PRIMARY COLORS OF MUSIC
In his new show, Stories in a Song, Sunil Shanbag isn’t quite plumbing the depths unraveling the cultural strands that make up the rich tapestry of Hindustani music. Instead he serves us bite-sized morsels through a montage of seven loosely interwoven theatrical set-pieces. The show was conceived by Shubha Mudgal for the recent Baaja Gaaja festival, where the music aficionados in attendance weren’t really expecting theatre after a kind. The stage seemed configured typically, the accompanists were a familiar bunch, but where a ‘lite’ evening of semi-classical airs would have sufficed, something rather more inventive was put out on stage by a fifteen-strong ensemble of actors.

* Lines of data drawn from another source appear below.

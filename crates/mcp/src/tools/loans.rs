// Loan optimization tool

use super::registry::{ParamKind, ParamSpec, ToolDescriptor};
use finpilot_core::routes::LOAN_OPTIMIZE;

pub const OPTIMIZE_LOANS: &str = "optimize_loans";

pub fn optimize_loans() -> ToolDescriptor {
    ToolDescriptor {
        name: OPTIMIZE_LOANS,
        description: "Get loan optimization recommendations: LAMF swap opportunities, \
            refinancing options, prepayment analysis and potential annual savings.",
        params: vec![
            ParamSpec::optional(
                "loans",
                ParamKind::ObjectArray,
                "Loans with details (outstanding, apr, emi, tenure)",
            ),
            ParamSpec::optional(
                "user_id",
                ParamKind::String,
                "User ID; the authenticated user's loans when omitted",
            ),
        ],
        route: LOAN_OPTIMIZE,
    }
}
// Tool registry: static descriptors mapping tool names to backend routes

use crate::protocol::ToolSchema;
use finpilot_core::Route;
use serde_json::Value;

/// Expected JSON type of a tool parameter
#[derive(Debug, Clone, Copy, PartialEq, Eq)]
pub enum ParamKind {
    String,
    Object,
    /// Array whose items are objects
    ObjectArray,
}

impl ParamKind {
    /// Shallow type check; no business validation
    pub fn matches(&self, value: &Value) -> bool {
        match self {
            Self::String => value.is_string(),
            Self::Object => value.is_object(),
            Self::ObjectArray => value
                .as_array()
                .is_some_and(|items| items.iter().all(Value::is_object)),
        }
    }

    pub fn describe(&self) -> &'static str {
        match self {
            Self::String => "a string",
            Self::Object => "an object",
            Self::ObjectArray => "an array of objects",
        }
    }

    fn schema(&self, description: &str) -> Value {
        match self {
            Self::String => json_schema_string(description),
            Self::Object => json_schema_object_any(description),
            Self::ObjectArray => json_schema_array(json_schema_object_any("Item"), description),
        }
    }
}

/// One declared parameter of a tool
#[derive(Debug, Clone, PartialEq, Eq)]
pub struct ParamSpec {
    pub name: &'static str,
    pub kind: ParamKind,
    pub required: bool,
    /// Left out of the gateway body when absent, instead of sent as `null`
    pub omit_when_absent: bool,
    pub description: &'static str,
}

impl ParamSpec {
    pub const fn required(name: &'static str, kind: ParamKind, description: &'static str) -> Self {
        Self {
            name,
            kind,
            required: true,
            omit_when_absent: false,
            description,
        }
    }

    pub const fn optional(name: &'static str, kind: ParamKind, description: &'static str) -> Self {
        Self {
            name,
            kind,
            required: false,
            omit_when_absent: false,
            description,
        }
    }

    pub const fn omit_when_absent(mut self) -> Self {
        self.omit_when_absent = true;
        self
    }
}

/// Static description of a tool: its name, parameters and backend route
#[derive(Debug, Clone)]
pub struct ToolDescriptor {
    pub name: &'static str,
    pub description: &'static str,
    pub params: Vec<ParamSpec>,
    pub route: Route,
}

impl ToolDescriptor {
    pub fn param(&self, name: &str) -> Option<&ParamSpec> {
        self.params.iter().find(|p| p.name == name)
    }

    /// Get the tool schema for MCP
    pub fn schema(&self) -> ToolSchema {
        let properties: serde_json::Map<String, Value> = self
            .params
            .iter()
            .map(|p| (p.name.to_string(), p.kind.schema(p.description)))
            .collect();
        let required: Vec<&str> = self
            .params
            .iter()
            .filter(|p| p.required)
            .map(|p| p.name)
            .collect();

        let mut input_schema = json_schema_object(Value::Object(properties), required);
        input_schema["additionalProperties"] = Value::Bool(false);

        ToolSchema {
            name: self.name.to_string(),
            description: self.description.to_string(),
            input_schema,
        }
    }
}

/// Tool registry, built once at startup and read-only afterwards
#[derive(Debug, Clone, Default)]
pub struct ToolRegistry {
    tools: Vec<ToolDescriptor>,
}

impl ToolRegistry {
    pub fn new() -> Self {
        Self::default()
    }

    /// Registry holding every FinPilot tool
    pub fn finpilot() -> Self {
        let mut registry = Self::new();
        for tool in super::finpilot_tools() {
            registry.register(tool);
        }
        registry
    }

    /// Register a tool, replacing any tool with the same name
    pub fn register(&mut self, tool: ToolDescriptor) {
        if let Some(existing) = self.tools.iter_mut().find(|t| t.name == tool.name) {
            tracing::warn!(tool = tool.name, "Replacing previously registered tool");
            *existing = tool;
        } else {
            self.tools.push(tool);
        }
    }

    /// Get a tool by name
    pub fn lookup(&self, name: &str) -> Option<&ToolDescriptor> {
        self.tools.iter().find(|t| t.name == name)
    }

    /// List all tool schemas, in registration order
    pub fn list_schemas(&self) -> Vec<ToolSchema> {
        self.tools.iter().map(ToolDescriptor::schema).collect()
    }

    /// Check if a tool exists
    pub fn contains(&self, name: &str) -> bool {
        self.lookup(name).is_some()
    }

    pub fn names(&self) -> impl Iterator<Item = &'static str> + '_ {
        self.tools.iter().map(|t| t.name)
    }

    pub fn len(&self) -> usize {
        self.tools.len()
    }

    pub fn is_empty(&self) -> bool {
        self.tools.is_empty()
    }
}

// Helper functions for creating tool schemas

pub fn json_schema_object(properties: Value, required: Vec<&str>) -> Value {
    serde_json::json!({
        "type": "object",
        "properties": properties,
        "required": required
    })
}

pub fn json_schema_object_any(description: &str) -> Value {
    serde_json::json!({
        "type": "object",
        "description": description
    })
}

pub fn json_schema_string(description: &str) -> Value {
    serde_json::json!({
        "type": "string",
        "description": description
    })
}

pub fn json_schema_array(items: Value, description: &str) -> Value {
    serde_json::json!({
        "type": "array",
        "items": items,
        "description": description
    })
}
// Request and result envelopes shared by the dispatcher and both transports

use serde::{Deserialize, Serialize};
use serde_json::value::RawValue;
use serde_json::Value;

/// Correlation token assigned by the transport (JSON-RPC id or HTTP request id)
#[derive(Debug, Clone, PartialEq, Eq, Hash, Serialize, Deserialize)]
#[serde(untagged)]
pub enum RequestId {
    Number(i64),
    String(String),
}

impl std::fmt::Display for RequestId {
    fn fmt(&self, f: &mut std::fmt::Formatter<'_>) -> std::fmt::Result {
        match self {
            Self::Number(n) => write!(f, "{}", n),
            Self::String(s) => write!(f, "{}", s),
        }
    }
}

impl From<i64> for RequestId {
    fn from(id: i64) -> Self {
        Self::Number(id)
    }
}

impl From<i32> for RequestId {
    fn from(id: i32) -> Self {
        Self::Number(i64::from(id))
    }
}

impl From<String> for RequestId {
    fn from(id: String) -> Self {
        Self::String(id)
    }
}

impl From<&str> for RequestId {
    fn from(id: &str) -> Self {
        Self::String(id.to_string())
    }
}

/// A decoded tool invocation, independent of the transport it arrived on
#[derive(Debug, Clone)]
pub struct ToolCallRequest {
    pub id: RequestId,
    pub tool: String,
    pub arguments: Value,
}

impl ToolCallRequest {
    pub fn new(id: impl Into<RequestId>, tool: impl Into<String>, arguments: Value) -> Self {
        Self {
            id: id.into(),
            tool: tool.into(),
            arguments,
        }
    }
}

/// Why a tool call failed
#[derive(Debug, Clone, Copy, PartialEq, Eq, Hash, Serialize, Deserialize)]
#[serde(rename_all = "snake_case")]
pub enum FailureKind {
    /// The incoming message could not be decoded
    ProtocolParse,
    UnknownTool,
    InvalidArguments,
    Unauthorized,
    NotFound,
    ServerError,
    Unreachable,
    Timeout,
    Unknown,
}

impl FailureKind {
    pub fn as_str(&self) -> &'static str {
        match self {
            Self::ProtocolParse => "protocol_parse",
            Self::UnknownTool => "unknown_tool",
            Self::InvalidArguments => "invalid_arguments",
            Self::Unauthorized => "unauthorized",
            Self::NotFound => "not_found",
            Self::ServerError => "server_error",
            Self::Unreachable => "unreachable",
            Self::Timeout => "timeout",
            Self::Unknown => "unknown",
        }
    }
}

impl std::fmt::Display for FailureKind {
    fn fmt(&self, f: &mut std::fmt::Formatter<'_>) -> std::fmt::Result {
        f.write_str(self.as_str())
    }
}

/// Failure half of a [`ToolCallResult`]
#[derive(Debug, Clone, PartialEq, Eq, Serialize)]
pub struct ToolFailure {
    pub kind: FailureKind,
    pub message: String,
    /// Upstream HTTP status, when the gateway answered
    #[serde(skip_serializing_if = "Option::is_none")]
    pub status: Option<u16>,
    /// Upstream error body, verbatim
    #[serde(skip_serializing_if = "Option::is_none")]
    pub body: Option<String>,
}

impl ToolFailure {
    pub fn new(kind: FailureKind, message: impl Into<String>) -> Self {
        Self {
            kind,
            message: message.into(),
            status: None,
            body: None,
        }
    }
}

/// Outcome of one dispatched tool call.
///
/// The success payload is the gateway's JSON body exactly as received.
#[derive(Debug, Clone)]
pub enum ToolCallResult {
    Success(Box<RawValue>),
    Failure(ToolFailure),
}

impl ToolCallResult {
    pub fn failure(kind: FailureKind, message: impl Into<String>) -> Self {
        Self::Failure(ToolFailure::new(kind, message))
    }

    pub fn is_success(&self) -> bool {
        matches!(self, Self::Success(_))
    }

    /// Raw payload text for a successful call
    pub fn payload(&self) -> Option<&str> {
        match self {
            Self::Success(raw) => Some(raw.get()),
            Self::Failure(_) => None,
        }
    }

    pub fn as_failure(&self) -> Option<&ToolFailure> {
        match self {
            Self::Success(_) => None,
            Self::Failure(failure) => Some(failure),
        }
    }
}
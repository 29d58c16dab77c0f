use super::adapter::{self, HttpAdapter, HttpToolCall};
use crate::config::AppState;
use axum::{
    body::Bytes,
    extract::{Path, State},
    http::{HeaderMap, StatusCode},
    response::{IntoResponse, Response},
    Json,
};
use finpilot_mcp::protocol::{JsonRpcResponse, ListToolsResult};
use finpilot_mcp::server::{parse_frame, Frame};
use std::sync::Arc;

/// Health check endpoint
pub async fn health_check(State(state): State<Arc<AppState>>) -> impl IntoResponse {
    Json(serde_json::json!({
        "status": "healthy",
        "service": "finpilot-mcp",
        "version": env!("CARGO_PKG_VERSION"),
        "environment": state.environment.as_str(),
    }))
}

/// List registered tools and their input schemas
pub async fn list_tools(State(state): State<Arc<AppState>>) -> Json<ListToolsResult> {
    Json(ListToolsResult {
        tools: state.dispatcher.registry().list_schemas(),
    })
}

/// Invoke one tool; the body is its arguments object
pub async fn call_tool(
    State(state): State<Arc<AppState>>,
    Path(name): Path<String>,
    headers: HeaderMap,
    body: Bytes,
) -> Response {
    let request_id = adapter::request_id(&headers);
    tracing::debug!(request_id = %request_id, tool = %name, "Tool call over HTTP");

    let call = HttpToolCall {
        request_id,
        tool: name,
        body,
    };

    finpilot_mcp::adapter::handle(&HttpAdapter, &state.dispatcher, call).await
}

/// One JSON-RPC message per request, handled like a stdio frame
pub async fn mcp_message(State(state): State<Arc<AppState>>, body: Bytes) -> Response {
    match parse_frame(&body) {
        Frame::Request(request) => Json(state.mcp.handle_request(request).await).into_response(),
        Frame::Invalid(response) => Json::<JsonRpcResponse>(response).into_response(),
        Frame::Notification(notification) => {
            tracing::debug!(method = %notification.method, "Notification over HTTP");
            StatusCode::ACCEPTED.into_response()
        }
        Frame::Response => StatusCode::ACCEPTED.into_response(),
    }
}
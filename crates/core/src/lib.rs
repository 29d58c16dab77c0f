// Core types for the FinPilot MCP shim: configuration, backend routes and
// the request/result envelopes shared by every transport.

pub mod config;
pub mod routes;
pub mod types;

pub use config::{
    resolve, CliOverrides, ConfigError, Configuration, Environment, Secret, TransportMode,
};
pub use routes::{HttpMethod, Route, TimeoutClass};
pub use types::*;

The actors were repositories of oral traditions, anecdotal memories, and those little archival tidbits that tend to usually fall between the cracks. The history of music, mammoth as it must be, isn’t one that most people have on the tips of their fingers. The mythology just doesn’t exist. Here, there was an attempt to scratch the surface and look at the way Indian music has been disseminated over the ages, what it has engendered, how it has been created, or parodied, and what these stories ultimately tell us about ourselves. At the end of its two-hour running time, the production began to feel suspiciously like a full meal rather than just a selection of light entrées.